Tandis que l'équivalent m' = pour moi coule de source.

Cette phrase qui vous semble absurde et tordue s'éclaire sûrement mieux par le contexte (que nous n'avons pas).
J'avoue que je partage l'avis de Paulang et que ce « m' » ne passe pas pour moi.
Normal ! Vous ne feriez pas votre possible à quelqu'un mais pour quelqu'un. La pronominalisation par un pronom conjoint est donc fautive.
Mais est-il nécessaire de discuter tout ce qui n'est vraisemblablement que coquille ?

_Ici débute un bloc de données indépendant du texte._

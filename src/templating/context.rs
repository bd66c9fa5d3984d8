//! Template inputs: the environment and the variable binding set.
//!
//! Both are plain values built once per adapt run. The process environment is
//! read only through [`Environment::from_process`], which the orchestrator
//! calls when the caller supplies no override.

use serde_yaml::Value;
use std::collections::BTreeMap;
use tera::Context as TeraContext;

use super::error::TemplateError;
use crate::document::value_to_json;

/// Words that cannot name a template variable.
const RESERVED_WORDS: &[&str] = &[
    "true", "false", "True", "False", "and", "or", "not", "in", "is", "if", "elif", "else",
    "endif", "for", "endfor", "set", "set_global", "break", "continue", "raw", "endraw",
    "macro", "endmacro", "block", "endblock", "filter", "endfilter", "include", "import",
    "extends", "loop", "super",
];

/// Whether `key` can be declared as a template variable.
///
/// Identifiers are an ASCII letter or `_` followed by ASCII letters, digits
/// or `_`, and are not template keywords.
///
/// ```rust
/// use yamladapt::templating::is_template_identifier;
///
/// assert!(is_template_identifier("HOME"));
/// assert!(is_template_identifier("_private_1"));
/// assert!(!is_template_identifier("INVALID%"));
/// assert!(!is_template_identifier("1ST"));
/// assert!(!is_template_identifier("in"));
/// ```
#[must_use]
pub fn is_template_identifier(key: &str) -> bool {
    let mut chars = key.chars();
    let Some(first) = chars.next() else {
        return false;
    };
    (first.is_ascii_alphabetic() || first == '_')
        && chars.all(|c| c.is_ascii_alphanumeric() || c == '_')
        && !RESERVED_WORDS.contains(&key)
}

/// An ordered list of `KEY=VALUE` environment entries.
#[derive(Debug, Clone, Default, PartialEq, Eq)]
pub struct Environment {
    entries: Vec<String>,
}

impl Environment {
    #[must_use]
    pub fn new() -> Self {
        Self::default()
    }

    /// Build an environment from `KEY=VALUE` strings, keeping their order.
    pub fn from_entries<I, S>(entries: I) -> Self
    where
        I: IntoIterator<Item = S>,
        S: Into<String>,
    {
        Self {
            entries: entries.into_iter().map(Into::into).collect(),
        }
    }

    /// Snapshot the process environment.
    ///
    /// Non-UTF-8 keys or values are converted lossily.
    #[must_use]
    pub fn from_process() -> Self {
        Self::from_entries(
            std::env::vars_os()
                .map(|(k, v)| format!("{}={}", k.to_string_lossy(), v.to_string_lossy())),
        )
    }

    /// Append an entry; later entries win on lookup.
    pub fn push(&mut self, entry: impl Into<String>) {
        self.entries.push(entry.into());
    }

    pub fn entries(&self) -> &[String] {
        &self.entries
    }

    pub fn is_empty(&self) -> bool {
        self.entries.is_empty()
    }

    /// Iterate `(key, value)` pairs. An entry without `=` has an empty value.
    pub fn pairs(&self) -> impl Iterator<Item = (&str, &str)> {
        self.entries.iter().map(|entry| entry.split_once('=').unwrap_or((entry.as_str(), "")))
    }

    /// Look up a key; the last matching entry wins.
    pub fn get(&self, key: &str) -> Option<&str> {
        self.pairs().filter(|(k, _)| *k == key).map(|(_, v)| v).last()
    }
}

/// Identifier to value mapping handed to the template engine.
///
/// Built once (from extension fields) and never mutated afterwards.
#[derive(Debug, Clone, Default, PartialEq)]
pub struct VariableBindings {
    values: BTreeMap<String, Value>,
}

impl VariableBindings {
    #[must_use]
    pub fn new() -> Self {
        Self::default()
    }

    pub fn get(&self, name: &str) -> Option<&Value> {
        self.values.get(name)
    }

    pub fn len(&self) -> usize {
        self.values.len()
    }

    pub fn is_empty(&self) -> bool {
        self.values.is_empty()
    }

    /// Binding names in sorted order.
    pub fn names(&self) -> impl Iterator<Item = &str> {
        self.values.keys().map(String::as_str)
    }

    /// Bindings as a JSON object, the shape Tera and the CLI consume.
    pub fn to_json(&self) -> Result<serde_json::Map<String, serde_json::Value>, TemplateError> {
        self.values
            .iter()
            .map(|(name, value)| {
                value_to_json(value, name).map(|json| (name.clone(), json)).map_err(|e| {
                    TemplateError::RenderFailed {
                        message: format!("binding '{}' cannot be used in templates: {}", name, e),
                        location: Box::default(),
                    }
                })
            })
            .collect()
    }

    /// Convert into a Tera context.
    pub fn to_context(&self) -> Result<TeraContext, TemplateError> {
        let mut context = TeraContext::new();
        for (name, value) in self.to_json()? {
            context.insert(name, &value);
        }
        Ok(context)
    }
}

impl FromIterator<(String, Value)> for VariableBindings {
    fn from_iter<T: IntoIterator<Item = (String, Value)>>(iter: T) -> Self {
        Self {
            values: iter.into_iter().collect(),
        }
    }
}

En discuter longuement, non, mais le signaler comme l'a fait Paulang est utile pour Naoufal et tous les apprenants hésitants qui pourraient croire que la formule est correcte puisqu'elle a été maintenue sans observations dans plusieurs messages rédigés par les plus hautes autorités de ce forum. 😉
Anne345 a écrit :Vous ne feriez pas votre possible à quelqu'un mais pour quelqu'un. La pronominalisation par un pronom conjoint est donc fautive.
Le pronom COI conjoint me n'équivaut pas mécaniquement à un complément introduit par à, même si c'est de loin le cas le plus courant. L'éventail est plus large,.
Voir Tlf.
[En fonction de compl. d'obj. indir.; le pron. évoque le locuteur dans des rapports d'attribution, d'appartenance ou d'intérêt]
Avec cet exemple :
Je ne veux pas qu'on me soit indulgent. Je veux qu'on soit pour moi sévère et exigeant (Géraldy)
Et dans ces exemples du Littré, il ne semble pas non plus que me soit l'équivalent d'un complément introduit par à :
Venez ; les malheureux me sont toujours sacrés. (Voltaire)

Que la fortune donc me soit mère ou marâtre… (Piron)
Ce n'est peut-être pas une coquille, donc. Juste un usage plus rare.